Slide from the presentation.

The other major ridership rebuilding strategy is to improve bus service, whether it’s by increasing service frequencies, or extending the routes. Poppe said CTA data showed that between May 2023 and May 2024, bus lines that didn’t get service improvements saw a 14 percent ridership increase on average. However, the ones that did get upgrades enjoyed a 21 percent increase during the same period. "We've seen noticeable improvements already in our ridership when we’ve been adding service. We know that frequency can help drive ridership, and the data has borne it out."

She mentioned the recently announced extension of the 9 Ashland route one mile north to Lawrence Avenue as an example of the kind of route improvement that be considered to help boost bus use.

Communications and marketing

Poppe acknowledged that a major barrier to attracting and retaining riders is ridership experience. "You have one bad experience on CTA, that’s going to color ten great experiences that you have."

As part of that, the CTA is adding QR codes on buses and trains that take riders to a short survey that lets them rate their ride. The agency also set up a chatbot to let riders report accidents. In addition, staff are looking into better ways to keep riders informed about service disruptions. "Maybe we can't stop the reroute, maybe we can’t stop the description, but at least we can communicate with you better," Poppe said.

Marketing is another major component. Poppe said the CTA is looking to get riders who take the CTA for work commutes to use the system for leisure activities. She pointed to the Connecting Chicago advertising campaign, which highlights how riders can take the 'L' to stadiums, entertainment venues, and other destinations.

As part of the Connecting Chicago series, CTA Director of Marketing Eric Munn's team designed this billboard highlighting a transit route for visiting a Holy Trinity of Chicagoland cuisine. Photo via LinkedIn.

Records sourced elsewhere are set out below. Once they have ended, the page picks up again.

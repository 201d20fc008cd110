//! Owned raster buffers

use crate::geometry::IntSize;

const BYTES_PER_PIXEL: usize = 4;

/// Largest pixel buffer an image may own, matching tiny-skia's limit
const MAX_BYTES: usize = i32::MAX as usize;

/// Buffer length for `size`, or `None` past `MAX_BYTES`
fn byte_len(size: IntSize) -> Option<usize> {
    (size.width as usize)
        .checked_mul(size.height as usize)?
        .checked_mul(BYTES_PER_PIXEL)
        .filter(|len| *len <= MAX_BYTES)
}

/// An owned RGBA8 image with premultiplied alpha
///
/// A zero-sized image is valid and holds no pixel data; it is what a render
/// of an unloaded document produces.
#[derive(Clone, PartialEq, Eq)]
pub struct RasterImage {
    width: u32,
    height: u32,
    data: Vec<u8>,
}

impl RasterImage {
    /// Allocate an image of `size`, cleared to fully transparent
    ///
    /// A size whose buffer would pass 2 GiB yields a null 0x0 image
    /// instead.
    pub fn new(size: IntSize) -> Self {
        match byte_len(size) {
            Some(len) => Self {
                width: size.width,
                height: size.height,
                data: vec![0; len],
            },
            None => Self {
                width: 0,
                height: 0,
                data: Vec::new(),
            },
        }
    }

    /// Wrap existing premultiplied RGBA8 pixels
    ///
    /// Returns `None` if the buffer length does not match the dimensions.
    pub fn from_vec(size: IntSize, data: Vec<u8>) -> Option<Self> {
        if byte_len(size) != Some(data.len()) {
            return None;
        }
        Some(Self {
            width: size.width,
            height: size.height,
            data,
        })
    }

    pub fn width(&self) -> u32 {
        self.width
    }

    pub fn height(&self) -> u32 {
        self.height
    }

    pub fn size(&self) -> IntSize {
        IntSize::new(self.width, self.height)
    }

    /// True when the image has no pixels
    pub fn is_null(&self) -> bool {
        self.data.is_empty()
    }

    /// Premultiplied RGBA8 pixel data, row-major
    pub fn data(&self) -> &[u8] {
        &self.data
    }

    pub fn data_mut(&mut self) -> &mut [u8] {
        &mut self.data
    }

    /// Premultiplied pixel at (x, y), or `None` outside the image
    pub fn pixel(&self, x: u32, y: u32) -> Option<[u8; 4]> {
        if x >= self.width || y >= self.height {
            return None;
        }
        let i = (y as usize * self.width as usize + x as usize) * BYTES_PER_PIXEL;
        let p = &self.data[i..i + BYTES_PER_PIXEL];
        Some([p[0], p[1], p[2], p[3]])
    }

    /// Fill every pixel with a premultiplied RGBA8 value
    pub fn fill(&mut self, rgba: [u8; 4]) {
        for chunk in self.data.chunks_exact_mut(BYTES_PER_PIXEL) {
            chunk.copy_from_slice(&rgba);
        }
    }

    /// True if every pixel is fully transparent
    pub fn is_transparent(&self) -> bool {
        self.data.chunks_exact(BYTES_PER_PIXEL).all(|p| p[3] == 0)
    }
}

impl std::fmt::Debug for RasterImage {
    fn fmt(&self, f: &mut std::fmt::Formatter<'_>) -> std::fmt::Result {
        f.debug_struct("RasterImage")
            .field("width", &self.width)
            .field("height", &self.height)
            .finish()
    }
}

The transit agency is also investing in advertising the system to visitors flying into O’Hare and Midway airports. And it's sending out mailers to people moving to the city. "We’re trying to get people early in the process, as they’re moving to Chicago," Poppe said. "We hit them right away with 'CTA is the best way to get around town.'" She emphasized that the advertising efforts are being tweaked depending what works and what doesn’t – something that’s easier to do with digital ads.

CTA board member Roberto Requejo asked whether the agency is looking at data from the South and West sides to better address "issues around safety, issues happening on the West and South sides that may not be happening" downtown and on the North Side. Chicago's communities of color and lower-income neighborhoods faced transit disparities even before the pandemic.

Cara Bader, the CTA’s vice-president of strategy and innovation, responded that the agency hasn’t traditionally looked at riders’ racial and income demographic data. She said staffers can draw certain conclusions based on geography, but the CTA is currently looking into getting more granular data, especially when it comes to income.

Requejo also asked whether the agency tracks responses to rider complaints to make sure they’re actually addressed. Poppe responded that the CTA is aware that having the riders feel like they are listened to, and their feedback gets results, would go a long way towards building goodwill. "It is the area of growth for us and something we are looking to improve upon."

Pastor Michael Eaddy, whom Chicago Mayor Brandon Johnson recently appointed to the board, said he was "very happy to hear that customer service and the better experience is a focus, because that’s what it has to be. As long as we can keep the target and a central focus, I think we're moving in the right direction."